A mí me recuerda al chiste. Sí, hombre, ese en el que un lunes al mediodía un niño pregunta a su madre qué hay para comer. La mujer responde «espaguetis» y el niño, como loco, empieza a gritar «¡bieeeeen, tooooooma, espagueeeeeetiiiiiis!» El martes, repite la pregunta y la madre, impasible, responde «espaguetis». El niño grita: «¡bieeeeen, tooma, espagueeetiiis!» El miércoles, la misma pregunta y la misma respuesta: «¡bieeen, toma, espagueeetiis!» El jueves, otra vez: «¡bien, espaguetis!» El viernes, una más: «Espaguetis, ajá». El sábado, de nuevo: «Espaguetis». El domingo, por séptimo día seguido, la madre le responde que hay espaguetis y el niño, apático, sentencia con un leve «hmm». El lunes, el zagal se acerca precavido a la madre y pregunta qué hay de comer, la madre responde que espaguetis, ante lo que el niño reacciona como una bomba: «¡bieeeeen, tooooooma, espagueeeeeetiiiiiis!»

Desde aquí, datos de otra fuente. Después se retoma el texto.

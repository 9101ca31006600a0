//! Span helpers for queue operations.

use tracing::Span;

/// Start a span for one repository operation.
///
/// `queue.outcome` is declared empty and filled in by [`record_outcome`].
pub fn start_queue_span(operation: &'static str) -> Span {
    tracing::debug_span!(
        "queue.operation",
        "queue.operation" = operation,
        "queue.outcome" = tracing::field::Empty,
    )
}

/// Record how an operation ended (e.g. "ok", "empty", "not_found").
pub fn record_outcome(span: &Span, outcome: &str) {
    span.record("queue.outcome", outcome);
}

Eso, amigos míos, es lo que sucede con ‘Transformers’: un mal chiste que va a durar hasta que alguien destruya la olla. Me imagino a Michael Bay, tumbado en su sofá confeccionado con billetes de cien dólares, hablando por teléfono con un gerifalte de Hollywood: «¿Que no tengo huevos de hacer la cuarta parte de Transformers? ¡Me sobran! Y además, voy a sacar dinero a espuertas, ya verás, ya».

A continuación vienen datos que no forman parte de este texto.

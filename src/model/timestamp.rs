//! UTC timestamps in the exact `YYYY-MM-DDTHH:mm:ssZ` form.

use std::sync::LazyLock;

use chrono::{DateTime, NaiveDateTime, Timelike, Utc};
use regex::Regex;
use serde::{Serialize, Serializer};

use crate::error::{Error, Result};

const FORMAT: &str = "%Y-%m-%dT%H:%M:%SZ";

/// Shape only; calendar validity is checked by the parse that follows.
static TIMESTAMP_REGEX: LazyLock<Regex> = LazyLock::new(|| {
    Regex::new(r"^[0-9]{4}-[0-9]{2}-[0-9]{2}T[0-9]{2}:[0-9]{2}:[0-9]{2}Z$")
        .expect("Invalid timestamp regex")
});

/// A UTC instant with second precision.
#[derive(Debug, Clone, Copy, PartialEq, Eq, PartialOrd, Ord, Hash)]
pub struct Timestamp(DateTime<Utc>);

impl Timestamp {
    /// Truncates any sub-second part.
    pub fn from_datetime(instant: DateTime<Utc>) -> Self {
        Self(instant.with_nanosecond(0).unwrap_or(instant))
    }

    pub fn as_datetime(&self) -> DateTime<Utc> {
        self.0
    }

    /// Whole seconds from `self` to `reference`, truncated toward zero.
    /// Negative when `reference` is earlier.
    pub fn seconds_until(&self, reference: DateTime<Utc>) -> i64 {
        (reference - self.0).num_seconds()
    }
}

impl std::fmt::Display for Timestamp {
    fn fmt(&self, f: &mut std::fmt::Formatter<'_>) -> std::fmt::Result {
        write!(f, "{}", self.0.format(FORMAT))
    }
}

impl From<Timestamp> for DateTime<Utc> {
    fn from(ts: Timestamp) -> Self {
        ts.0
    }
}

impl Serialize for Timestamp {
    fn serialize<S: Serializer>(&self, serializer: S) -> std::result::Result<S::Ok, S::Error> {
        serializer.collect_str(self)
    }
}

/// Parse an arrival timestamp, rejecting instants after the current time.
pub fn parse_timestamp(raw: &str) -> Result<Timestamp> {
    parse_timestamp_at(raw, Utc::now())
}

/// Parse an arrival timestamp, rejecting instants after `now`.
pub fn parse_timestamp_at(raw: &str, now: DateTime<Utc>) -> Result<Timestamp> {
    let ts = parse_reference(raw)?;
    if ts.0 > now {
        return Err(Error::invalid_timestamp(
            raw,
            "instants in the future are not allowed",
        ));
    }
    Ok(ts)
}

/// Parse a timestamp without the future-instant check.
///
/// Used for reference instants of aggregate queries, which may
/// legitimately lie ahead of the clock.
pub fn parse_reference(raw: &str) -> Result<Timestamp> {
    if !TIMESTAMP_REGEX.is_match(raw) {
        return Err(Error::invalid_timestamp(
            raw,
            "expected the form YYYY-MM-DDTHH:mm:ssZ",
        ));
    }
    let naive = NaiveDateTime::parse_from_str(raw, FORMAT)
        .map_err(|e| Error::invalid_timestamp(raw, format!("not a calendar instant: {e}")))?;
    // chrono accepts second 60 as a leap second; the external form does not.
    if naive.nanosecond() != 0 {
        return Err(Error::invalid_timestamp(raw, "leap seconds are not accepted"));
    }
    Ok(Timestamp(naive.and_utc()))
}

/// Render a timestamp in the external form. Inverse of [`parse_reference`].
pub fn format_timestamp(ts: &Timestamp) -> String {
    ts.to_string()
}

/// Whether `raw` has the external shape, regardless of calendar validity.
pub fn is_timestamp_format(raw: &str) -> bool {
    TIMESTAMP_REGEX.is_match(raw)
}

Hace unas semanas se estrenó en Estados Unidos ‘Transformers 4: La era de la extinción’. Y, efectivamente, ni Mark Whalberg ni leches, la película ha recibido una somanta de palos memorable; críticas de divertidísima lectura que dejan la cinta como una pantomima de sí misma. Pero, sin embargo, ojo al dato, la cinta de Bay ha reventado la taquilla. A lo bestia. Millones y millones de dólares. Hala.

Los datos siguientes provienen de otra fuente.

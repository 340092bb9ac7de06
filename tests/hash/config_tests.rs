// Tests for configuration loading

use std::fs;

use sigscan::hash::{Label, Precedence, ScanConfig, ScanError};
use tempfile::TempDir;

use super::*;

#[test]
fn test_load_full_config() {
    let dir = TempDir::new().unwrap();
    let path = dir.path().join("config.toml");
    fs::write(
        &path,
        "concurrency = 3\nchunk_size = 8192\nprecedence = \"legacy-first\"\nregistry = \"/tmp/sigs.txt\"\n",
    )
    .unwrap();

    let config = ScanConfig::load(&path).unwrap();

    assert_eq!(config.concurrency, 3);
    assert_eq!(config.chunk_size, 8192);
    assert_eq!(config.precedence, Precedence::LegacyFirst);
    assert_eq!(config.registry.as_deref(), Some(std::path::Path::new("/tmp/sigs.txt")));
}

#[test]
fn test_partial_config_keeps_defaults() {
    let dir = TempDir::new().unwrap();
    let path = dir.path().join("config.toml");
    fs::write(&path, "precedence = \"strongest-first\"\n").unwrap();

    let config = ScanConfig::load(&path).unwrap();

    assert_eq!(config.chunk_size, ScanConfig::default().chunk_size);
    assert!(config.registry.is_none());
}

#[test]
fn test_bad_precedence_rejected() {
    let dir = TempDir::new().unwrap();
    let path = dir.path().join("config.toml");
    fs::write(&path, "precedence = \"alphabetical\"\n").unwrap();

    assert!(matches!(ScanConfig::load(&path), Err(ScanError::InvalidConfig { .. })));
}

#[test]
fn test_discover_explicit_missing_file() {
    let dir = TempDir::new().unwrap();
    let result = ScanConfig::discover(Some(&dir.path().join("absent.toml")));

    assert!(matches!(result, Err(ScanError::FileNotFound { .. })));
}

#[test]
fn test_config_builds_working_engine() {
    let dir = TempDir::new().unwrap();
    let registry_path = dir.path().join("sigs.txt");
    fs::write(&registry_path, format!("{}  Worm\n{}  Virus\n", HELLO_MD5, HELLO_SHA256)).unwrap();

    let scan_dir = dir.path().join("scan");
    fs::create_dir(&scan_dir).unwrap();
    write_file(&scan_dir, "hello.txt", b"hello world");

    let config = ScanConfig {
        concurrency: 2,
        chunk_size: 4096,
        precedence: Precedence::LegacyFirst,
        registry: Some(registry_path),
    };
    let engine = config.build_engine(config.load_registry().unwrap());
    let report = engine.scan_all(&scan_dir).unwrap();

    assert_eq!(engine.concurrency(), 2);
    assert_eq!(report.results[0].label, Label::Worm);
}

#[test]
fn test_invalid_registry_is_fatal() {
    let dir = TempDir::new().unwrap();
    let registry_path = dir.path().join("sigs.txt");
    fs::write(&registry_path, "1234  Worm\n").unwrap();

    let config = ScanConfig {
        registry: Some(registry_path),
        ..ScanConfig::default()
    };

    assert!(config.load_registry().is_err());
}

¿Por qué? Porque el mundo está lleno de seres insensatos que irán al cine, a sabiendas del revoltijo cinematográfico, encantados de pagar su entrada. Gente que encuentra en este tipo de cine una extraña manera de ocupar las horas y, encima, entretenerse pese al nefasto resultado. Gente como yo, qué demonios. No tengo remedio. ¡Espaguetis!